My early years teaching yoga were devoid of the ancient sacred yoga texts. My first 200 hour yoga teacher training emphasized the physical practice, anatomy, cueing alignment, self-inquiry, personal growth and leadership development. I often shared inspirational quotes from modern authors like Melody Beattie (“Wisdom of the Heart”), poems by Rumi and Maya Angelou, and passages from “Peace is Every Step” by Thich Nhat Hanh. All wonderful teachings yet yoga texts such as the Bhagavad Gita escaped my yoga repertoire. As a student I wasn’t exposed to it during group vinyasa classes and in my yoga teacher trainings it seemed like the ancient texts were either glossed over, totally absent, or I slept through it..somehow I missed that content in my teacher training. When I was invited to study yoga philosophy more in depth, during a meditation teacher training, I initially felt overwhelmed by the lofty philosophical teachings and had a mental block feeling overwhelmed by Sanskrit names and words. “What does this have to do with yoga?” I asked myself. It was like me feeling like I don’t need to understand calculus since I get by fine with basic algebra. The fallacy in my thinking is that I didn’t understand the Gita actually did offer basic wisdom I could apply in my every day life. At the time, I just didn’t know any better. It wasn’t clear to me that I was participating in cultural appropriation by ignoring the origins of yoga, dismissing the importance of the ancient sacred texts and neglecting to acknowledge the lineage of my yoga teachers.

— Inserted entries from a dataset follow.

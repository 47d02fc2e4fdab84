//! Evaluation Pass: repeat-averaged scoring of the held-out split.
//!
//! Test trials are grouped by image. Every group is padded or truncated to
//! exactly three presentations, each presentation runs the full forward path,
//! and the three contrastive embeddings and conditioning vectors are averaged
//! before any loss is computed. The whole split is scored as one batch.
//!
//! ## Repeat padding
//! ```text
//! presentations  [a]        → [a, a, a]
//!                [a, b]     → [a, b, a]
//!                [a, b, c…] → [a, b, c]
//! ```

use crate::core::model::{BackboneOutput, BlurOutput, BrainModel};
use crate::core::{normalize_rows, NeuroError, NeuroResult};
use crate::data::{fetch_images, ImageStore, Subject, Trial};
use crate::encoders::Encoders;
use crate::loss::{
    check_loss, mean_cosine_similarity, mse, pixcorr, retrieval_accuracy, soft_clip_loss,
};
use crate::TrainConfig;
use ndarray::{Array2, Axis};
use rand::seq::index;
use rand::Rng;
use std::collections::BTreeMap;
use tracing::debug;

/// Number of presentations averaged per test image.
pub const REPEATS: usize = 3;
/// Soft-CLIP temperature used for test loss.
pub const TEST_CLIP_TEMP: f32 = 0.006;

/// One test image and the voxel rows of its three (possibly reused) presentations.
#[derive(Debug, Clone, Copy, PartialEq, Eq)]
pub struct RepeatGroup {
    pub image_index: usize,
    pub voxel_rows: [usize; REPEATS],
}

impl RepeatGroup {
    /// Build a group from the voxel rows of an image's presentations, in stream order.
    ///
    /// Returns `None` when there are no presentations.
    pub fn from_locations(image_index: usize, locations: &[usize]) -> Option<Self> {
        let voxel_rows = match *locations {
            [] => return None,
            [a] => [a, a, a],
            [a, b] => [a, b, a],
            [a, b, c, ..] => [a, b, c],
        };
        Some(Self {
            image_index,
            voxel_rows,
        })
    }
}

/// Group trials by image, in increasing image order.
pub fn group_repeats(trials: &[Trial]) -> Vec<RepeatGroup> {
    let mut locations: BTreeMap<usize, Vec<usize>> = BTreeMap::new();
    for trial in trials {
        locations
            .entry(trial.image_index)
            .or_default()
            .push(trial.voxel_index);
    }
    locations
        .into_iter()
        .filter_map(|(image, rows)| RepeatGroup::from_locations(image, &rows))
        .collect()
}

fn mean_of(arrays: &[&Array2<f32>]) -> NeuroResult<Array2<f32>> {
    let (first, rest) = arrays
        .split_first()
        .ok_or_else(|| NeuroError::ShapeMismatch("nothing to average".to_string()))?;
    let mut sum = (*first).clone();
    for a in rest {
        if a.dim() != sum.dim() {
            return Err(NeuroError::ShapeMismatch(format!(
                "averaging {:?} with {:?}",
                sum.dim(),
                a.dim()
            )));
        }
        sum += *a;
    }
    #[allow(clippy::cast_precision_loss)]
    let n = arrays.len() as f32;
    Ok(sum / n)
}

/// Average backbone outputs over repeats.
///
/// Contrastive embedding, conditioning and (when present) the reconstruction
/// outputs are each summed then divided by the number of repeats.
///
/// # Errors
/// - `ShapeMismatch` if `outputs` is empty or shapes disagree
pub fn average_repeats(outputs: &[BackboneOutput]) -> NeuroResult<BackboneOutput> {
    let clip: Vec<_> = outputs.iter().map(|o| &o.clip).collect();
    let conditioning: Vec<_> = outputs.iter().map(|o| &o.conditioning).collect();
    let blur = match outputs
        .iter()
        .map(|o| o.blur.as_ref())
        .collect::<Option<Vec<_>>>()
    {
        Some(parts) if !parts.is_empty() => {
            let latent: Vec<_> = parts.iter().map(|b| &b.latent).collect();
            let features: Vec<_> = parts.iter().map(|b| &b.features).collect();
            Some(BlurOutput {
                latent: mean_of(&latent)?,
                features: mean_of(&features)?,
            })
        }
        _ => None,
    };
    Ok(BackboneOutput {
        clip: mean_of(&clip)?,
        conditioning: mean_of(&conditioning)?,
        blur,
    })
}

/// Test-split metrics of one evaluation pass.
#[derive(Debug, Clone, Copy, Default, PartialEq)]
pub struct TestMetrics {
    /// Sum of enabled, scaled test losses
    pub loss: f32,
    /// Unscaled soft-CLIP loss
    pub loss_clip: f32,
    /// Unscaled prior loss
    pub loss_prior: f32,
    pub fwd_pct_correct: f32,
    pub bwd_pct_correct: f32,
    pub blurry_pixcorr: f32,
    pub recon_cossim: f32,
    pub recon_mse: f32,
    /// Number of repeat groups scored
    pub num_groups: usize,
}

/// Random subset of `max(1, n / 5)` row indices, sorted.
pub(crate) fn eval_subset<R: Rng + ?Sized>(n: usize, rng: &mut R) -> Vec<usize> {
    let size = (n / 5).max(1).min(n);
    let mut picked = index::sample(rng, n, size).into_vec();
    picked.sort_unstable();
    picked
}

/// Score a subject's held-out split through projection slot `slot`.
///
/// # Errors
/// - `InvalidConfig` if the subject has no test trials
/// - `NonFiniteLoss` if the test loss is not finite
/// - errors from encoders and the forward pass
#[allow(clippy::too_many_arguments)]
pub fn evaluate<R: Rng + ?Sized>(
    model: &BrainModel,
    subject: &Subject,
    slot: usize,
    images: &dyn ImageStore,
    encoders: &Encoders,
    config: &TrainConfig,
    epoch: usize,
    rng: &mut R,
) -> NeuroResult<TestMetrics> {
    let groups = group_repeats(&subject.test);
    if groups.is_empty() {
        return Err(NeuroError::InvalidConfig(format!(
            "subject {} has no test trials",
            subject.id
        )));
    }
    let image_ids: Vec<usize> = groups.iter().map(|g| g.image_index).collect();
    let test_images = fetch_images(images, &image_ids)?;
    let clip_target = encoders.clip.embed(&test_images)?;

    let outputs = (0..REPEATS)
        .map(|rep| {
            let rows: Vec<usize> = groups.iter().map(|g| g.voxel_rows[rep]).collect();
            model.forward_subject(&subject.voxels.rows(&rows)?, slot)
        })
        .collect::<NeuroResult<Vec<_>>>()?;
    let averaged = average_repeats(&outputs)?;

    let subset = eval_subset(groups.len(), rng);
    let mut metrics = TestMetrics {
        num_groups: groups.len(),
        ..TestMetrics::default()
    };

    if let Some(prior) = model.diffusion_prior.as_ref().filter(|_| config.use_prior) {
        let cond = averaged.conditioning.select(Axis(0), &subset);
        let target = clip_target.select(Axis(0), &subset);
        let out = prior.evaluate(&cond, &target, rng)?;
        metrics.loss_prior = out.loss;
        metrics.recon_cossim = mean_cosine_similarity(&out.prediction, &target);
        metrics.recon_mse = mse(&out.prediction, &target);
        metrics.loss += out.loss * config.prior_scale;
    }

    let (preds, _) = normalize_rows(&averaged.clip);
    let (targets, _) = normalize_rows(&clip_target);
    if config.clip_scale > 0.0 {
        let (loss_clip, _) = soft_clip_loss(&preds, &targets, TEST_CLIP_TEMP);
        metrics.loss_clip = loss_clip;
        metrics.loss += loss_clip * config.clip_scale;
    }
    let (fwd, bwd) = retrieval_accuracy(&preds, &targets);
    metrics.fwd_pct_correct = fwd;
    metrics.bwd_pct_correct = bwd;

    if let Some(blur) = &averaged.blur {
        let recon = encoders.latent.decode(&blur.latent.select(Axis(0), &subset))?;
        metrics.blurry_pixcorr = pixcorr(&test_images.select(Axis(0), &subset), &recon)?;
    }

    check_loss(metrics.loss, epoch, 0)?;
    debug!(
        subject = subject.id,
        groups = groups.len(),
        loss = metrics.loss,
        "evaluation pass"
    );
    Ok(metrics)
}

#[cfg(test)]
mod tests {
    use super::*;
    use approx::assert_abs_diff_eq;
    use ndarray::Array;
    use rand::SeedableRng;

    fn trial(image_index: usize, voxel_index: usize) -> Trial {
        Trial {
            image_index,
            voxel_index,
            session: 0,
            repeat: 0,
        }
    }

    #[test]
    fn test_repeat_padding_rule() {
        assert_eq!(RepeatGroup::from_locations(0, &[]), None);
        let one = RepeatGroup::from_locations(4, &[7]).expect("group");
        assert_eq!(one.voxel_rows, [7, 7, 7]);
        let two = RepeatGroup::from_locations(4, &[7, 9]).expect("group");
        assert_eq!(two.voxel_rows, [7, 9, 7]);
        let four = RepeatGroup::from_locations(4, &[1, 2, 3, 4]).expect("group");
        assert_eq!(four.voxel_rows, [1, 2, 3]);
    }

    #[test]
    fn test_group_repeats_sorts_by_image() {
        let trials = [trial(5, 0), trial(2, 1), trial(5, 2), trial(2, 3), trial(2, 4)];
        let groups = group_repeats(&trials);
        assert_eq!(groups.len(), 2);
        assert_eq!(groups[0].image_index, 2);
        assert_eq!(groups[0].voxel_rows, [1, 3, 4]);
        assert_eq!(groups[1].voxel_rows, [0, 2, 0]);
    }

    #[test]
    fn test_average_repeats_is_exact_mean() {
        let make = |s: f32| BackboneOutput {
            conditioning: Array::from_shape_fn((2, 3), |(i, j)| s * (i + j) as f32),
            clip: Array::from_shape_fn((2, 3), |(i, j)| s - (i * j) as f32),
            blur: None,
        };
        let (a, b, c) = (make(1.0), make(0.3), make(-2.5));
        let avg = average_repeats(&[a.clone(), b.clone(), c.clone()]).expect("average");
        let expected = (&a.clip + &b.clip + &c.clip) / 3.0;
        assert_eq!(avg.clip, expected);
        let expected_cond = (&a.conditioning + &b.conditioning + &c.conditioning) / 3.0;
        for (x, y) in avg.conditioning.iter().zip(expected_cond.iter()) {
            assert_abs_diff_eq!(*x, *y, epsilon = 1e-6);
        }
        assert!(avg.blur.is_none());
    }

    #[test]
    fn test_average_rejects_empty() {
        assert!(average_repeats(&[]).is_err());
    }

    #[test]
    fn test_eval_subset_size() {
        let mut rng = rand_chacha::ChaCha8Rng::seed_from_u64(0);
        assert_eq!(eval_subset(3, &mut rng).len(), 1);
        let picked = eval_subset(23, &mut rng);
        assert_eq!(picked.len(), 4);
        assert!(picked.windows(2).all(|w| w[0] < w[1]));
    }
}
impl Trainer {
    /// Validate the configuration and load every input file, then build the trainer.
    ///
    /// # Errors
    /// - `InvalidConfig` on a bad option
    /// - `MissingData` / `Format` on absent or malformed data files
    /// - checkpoint errors when fine-tuning or resuming
    pub fn setup(
        config: TrainConfig,
        collective: Box<dyn Collective>,
        sink: Box<dyn MetricsSink>,
    ) -> NeuroResult<Self> {
        config.validate()?;
        let images = InMemoryImages::load(&config.data_path.join("images.json"))?;
        let subjects = load_subjects(
            &config.data_path,
            &config.subject_requests(),
            config.test_split(),
            images.len(),
        )?;
        Self::from_parts(config, subjects, Arc::new(images), collective, sink)
    }

    /// Build a trainer over already loaded data.
    ///
    /// Subjects must be given in [`TrainConfig::subject_list`] order; the
    /// first one is evaluated.
    ///
    /// # Errors
    /// - `InvalidConfig` if the configuration, subject list or worker count is inconsistent
    /// - checkpoint errors when fine-tuning or resuming
    pub fn from_parts(
        config: TrainConfig,
        subjects: Vec<Subject>,
        images: Arc<dyn ImageStore>,
        collective: Box<dyn Collective>,
        sink: Box<dyn MetricsSink>,
    ) -> NeuroResult<Self> {
        let prepared = match Prepared::new(&config, &subjects, images.as_ref(), collective.as_ref())
        {
            Ok(prepared) => prepared,
            Err(e) => {
                collective.abort(&e.to_string());
                return Err(e);
            }
        };
        let Prepared {
            encoders,
            model,
            state,
            checkpoints,
            schedule,
            rank_seed,
        } = prepared;
        let assembler = BatchAssembler::new(&subjects, config.per_subject_batch_size(), rank_seed);

        info!(
            rank = collective.rank(),
            subjects = ?subjects.iter().map(|s| s.id).collect::<Vec<_>>(),
            parameters = model.num_parameters(),
            iterations_per_epoch = config.iterations_per_epoch(),
            total_steps = config.total_steps(),
            mixup_epochs = schedule.mixup_epochs(),
            "trainer ready"
        );

        Ok(Self {
            parameter_shapes: model.parameter_shapes(),
            rng: ChaCha8Rng::seed_from_u64(rank_seed),
            eval_rng: ChaCha8Rng::seed_from_u64(config.seed.wrapping_add(EVAL_SEED_OFFSET)),
            config,
            model,
            state,
            subjects,
            images,
            encoders,
            collective,
            assembler,
            schedule,
            checkpoints,
            sink,
        })
    }

    pub fn config(&self) -> &TrainConfig {
        &self.config
    }

    pub fn model(&self) -> &BrainModel {
        &self.model
    }

    pub fn state(&self) -> &TrainingState {
        &self.state
    }

    pub fn subjects(&self) -> &[Subject] {
        &self.subjects
    }

    pub fn schedule(&self) -> &ContrastiveSchedule {
        &self.schedule
    }

    pub fn checkpoints(&self) -> &CheckpointManager {
        &self.checkpoints
    }

    /// Run one training iteration on a preloaded batch.
    ///
    /// # Algorithm
    /// 1. Optionally augment the images and embed them as contrastive targets
    /// 2. Project each subject slice and run the backbone
    /// 3. Compute every enabled term, accumulating weighted output gradients
    /// 4. If the total loss is not finite, log it and vote to abort
    /// 5. Backpropagate, then average gradients and the abort vote across workers
    /// 6. Step AdamW at the scheduler's learning rate, record, advance the schedule
    ///
    /// # Errors
    /// Returns `Err` on shape mismatches, encoder failures or collective failures.
    /// A non-finite loss is not an error: it yields [`StepOutcome::Aborted`].
    pub fn train_step(
        &mut self,
        batch: &TrainingBatch,
        epoch: usize,
        iteration: usize,
        terms: &[LossTerm],
        aggregate: &mut LossAggregate,
    ) -> NeuroResult<StepOutcome> {
        let augmented: Array4<f32>;
        let images = if self.config.use_image_aug {
            augmented = self.encoders.train_aug.augment(&batch.images, &mut self.rng);
            &augmented
        } else {
            &batch.images
        };
        let clip_target = self.encoders.clip.embed(images)?;

        let (outputs, cache) = self.model.forward(&batch.slices())?;

        let wants_blur = terms.iter().any(|t| matches!(t, LossTerm::Blur { .. }));
        let blur_targets = if wants_blur {
            let strong = self.encoders.blur_aug.augment(images, &mut self.rng);
            Some(BlurTargets {
                latent: self.encoders.latent.encode(images)?,
                perceptual: self.encoders.perceptual.embed_perceptual(images)?,
                perceptual_aug: self.encoders.perceptual.embed_perceptual(&strong)?,
            })
        } else {
            None
        };

        let inputs = LossInputs {
            clip_target: &clip_target,
            mixup: batch.mixup.as_ref(),
            blur: blur_targets.as_ref(),
            prior: self.model.diffusion_prior.as_ref(),
        };
        let mut output_grads = OutputGrads::zeros_like(&outputs);
        let mut grads = Gradients::new();
        let mut total = 0.0;
        let mut values = Vec::with_capacity(terms.len());
        for term in terms {
            let outcome =
                term.compute(&inputs, &outputs, &mut output_grads, &mut grads, &mut self.rng)?;
            total += outcome.weighted;
            values.push(outcome.value);
        }

        let local_abort = match check_loss(total, epoch, iteration) {
            Ok(()) => {
                grads.extend(self.model.backward(&cache, &output_grads)?)?;
                false
            }
            Err(e) => {
                error!(epoch, iteration, rank = self.collective.rank(), error = %e, "aborting step");
                grads = Gradients::new();
                true
            }
        };

        let aborted = sync_gradients(
            self.collective.as_ref(),
            &mut grads,
            &self.parameter_shapes,
            local_abort,
        )?;
        if aborted {
            aggregate.aborted += 1;
            return Ok(StepOutcome::Aborted);
        }

        let lr = self.state.scheduler.current_lr();
        self.state.optimizer.lr = lr;
        self.state.optimizer.step(&mut self.model, &grads)?;
        self.state.train_losses.push(total);
        self.state.lrs.push(lr);
        self.state.scheduler.step();

        aggregate.steps += 1;
        aggregate.loss += total;
        for value in values {
            aggregate.record_term(value);
        }
        let (preds, _) = normalize_rows(&outputs.clip);
        let (targets, _) = normalize_rows(&clip_target);
        let (fwd, bwd) = retrieval_accuracy(&preds, &targets);
        aggregate.fwd_pct_correct += fwd;
        aggregate.bwd_pct_correct += bwd;

        if let (true, Some(blur)) = (wants_blur, outputs.blur.as_ref()) {
            let subset = eval::eval_subset(batch.len(), &mut self.rng);
            let recon = self
                .encoders
                .latent
                .decode(&blur.latent.select(Axis(0), &subset))?;
            aggregate.blurry_pixcorr += pixcorr(&images.select(Axis(0), &subset), &recon)?;
        }

        debug!(epoch, iteration, loss = total, lr, "step");
        Ok(StepOutcome::Applied { loss: total, lr })
    }

    /// Preload and train one epoch, then evaluate, report and checkpoint on rank zero.
    ///
    /// Every worker waits at a barrier before returning. A worker that fails
    /// aborts the group so its peers return an error instead of waiting.
    ///
    /// # Errors
    /// Propagates data, step, evaluation I/O and checkpoint errors.
    pub fn run_epoch(&mut self, epoch: usize) -> NeuroResult<EpochReport> {
        let result = self.train_and_report(epoch);
        self.abort_on_error(result)
    }

    fn abort_on_error<T>(&self, result: NeuroResult<T>) -> NeuroResult<T> {
        if let Err(e) = &result {
            self.collective.abort(&e.to_string());
        }
        result
    }

    fn train_and_report(&mut self, epoch: usize) -> NeuroResult<EpochReport> {
        let mixup = self.schedule.uses_mixup(epoch);
        let terms = enabled_terms(
            &self.config,
            &self.schedule,
            self.model.diffusion_prior.is_some(),
            epoch,
        );
        let preloaded = self.assembler.assemble_epoch(
            &self.subjects,
            self.images.as_ref(),
            self.config.iterations_per_epoch(),
            mixup,
            &mut self.rng,
        )?;

        let mut aggregate = LossAggregate::default();
        for (iteration, batch) in preloaded.batches.iter().enumerate() {
            self.train_step(batch, epoch, iteration, &terms, &mut aggregate)?;
        }
        self.state.epoch = epoch + 1;
        let mut report = aggregate.report(epoch, &self.state, preloaded.dropped);

        if self.collective.is_main_process() {
            self.evaluate_into(epoch, &mut report)?;
            self.sink.record(&report)?;
            info!(
                epoch,
                train_loss = report.train_loss,
                test_loss = report.test_loss,
                fwd = report.test_fwd_pct_correct,
                bwd = report.test_bwd_pct_correct,
                lr = report.lr,
                dropped = report.dropped_batches,
                "epoch complete"
            );
            if self.config.ckpt_saving && epoch % self.config.ckpt_interval == 0 {
                self.save(&format!("ckpt_{epoch}"))?;
                self.save(LAST_TAG)?;
            }
        }
        self.collective.barrier()?;
        Ok(report)
    }

    fn evaluate_into(&mut self, epoch: usize, report: &mut EpochReport) -> NeuroResult<()> {
        let Some(subject) = self.subjects.first() else {
            return Ok(());
        };
        match eval::evaluate(
            &self.model,
            subject,
            0,
            self.images.as_ref(),
            &self.encoders,
            &self.config,
            epoch,
            &mut self.eval_rng,
        ) {
            Ok(test) => {
                if self.state.record_test_loss(test.loss) {
                    debug!(epoch, loss = test.loss, "new best test loss");
                }
                apply_test_metrics(report, &test, &self.state);
                Ok(())
            }
            Err(e @ NeuroError::NonFiniteLoss { .. }) => {
                error!(epoch, error = %e, "evaluation produced a non-finite loss");
                Ok(())
            }
            Err(e) => Err(e),
        }
    }

    /// Save the full state under `tag` (rank zero only).
    pub fn save(&self, tag: &str) -> NeuroResult<()> {
        self.checkpoints
            .save(tag, &self.model, &self.state, self.collective.as_ref())?;
        Ok(())
    }

    /// Train from the current epoch to the configured end.
    ///
    /// Returns this worker's epoch reports; only rank zero's carry test metrics.
    ///
    /// # Errors
    /// Propagates any error from [`Trainer::run_epoch`] or the final save.
    pub fn fit(&mut self) -> NeuroResult<Vec<EpochReport>> {
        let start = self.state.epoch;
        info!(
            rank = self.collective.rank(),
            start,
            num_epochs = self.config.num_epochs,
            "starting training"
        );
        let mut reports = Vec::with_capacity(self.config.num_epochs.saturating_sub(start));
        for epoch in start..self.config.num_epochs {
            reports.push(self.run_epoch(epoch)?);
        }

        let finished = self.finish(reports.last());
        self.abort_on_error(finished)?;
        info!(rank = self.collective.rank(), "training finished");
        Ok(reports)
    }

    fn finish(&self, last: Option<&EpochReport>) -> NeuroResult<()> {
        if self.collective.is_main_process() {
            if self.config.ckpt_saving {
                self.save(LAST_TAG)?;
            }
            if let Some(last) = last {
                write_summary(&self.checkpoints.dir().join("summary.json"), last)?;
            }
        }
        self.collective.barrier()
    }
}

To quote Maya Angelou “When you know better, you do better.”
Almost ten years since my first 200 hour YTT I’ve discovered the Gita and the Yoga Sutras, not just to study it as a yoga teacher, but, to apply the teachings in my life. And, because I teach it in my yoga school. The best way to learn something is to teach it. I wanted to teach what I felt was missing in my own yoga teacher training. Through teachers like Swami Chidananda, who teaches the Bhagavad Gita in a relatable way applied to modern life, I’ve discovered it helps to study the Gita with a knowledgeable guide. I’m intrigued by the Gita’s guidance to higher consciousness and divine connection by studying the story about the charioteer, Krishna, guiding Arjuna, as he faces obstacles on the battlefield of life.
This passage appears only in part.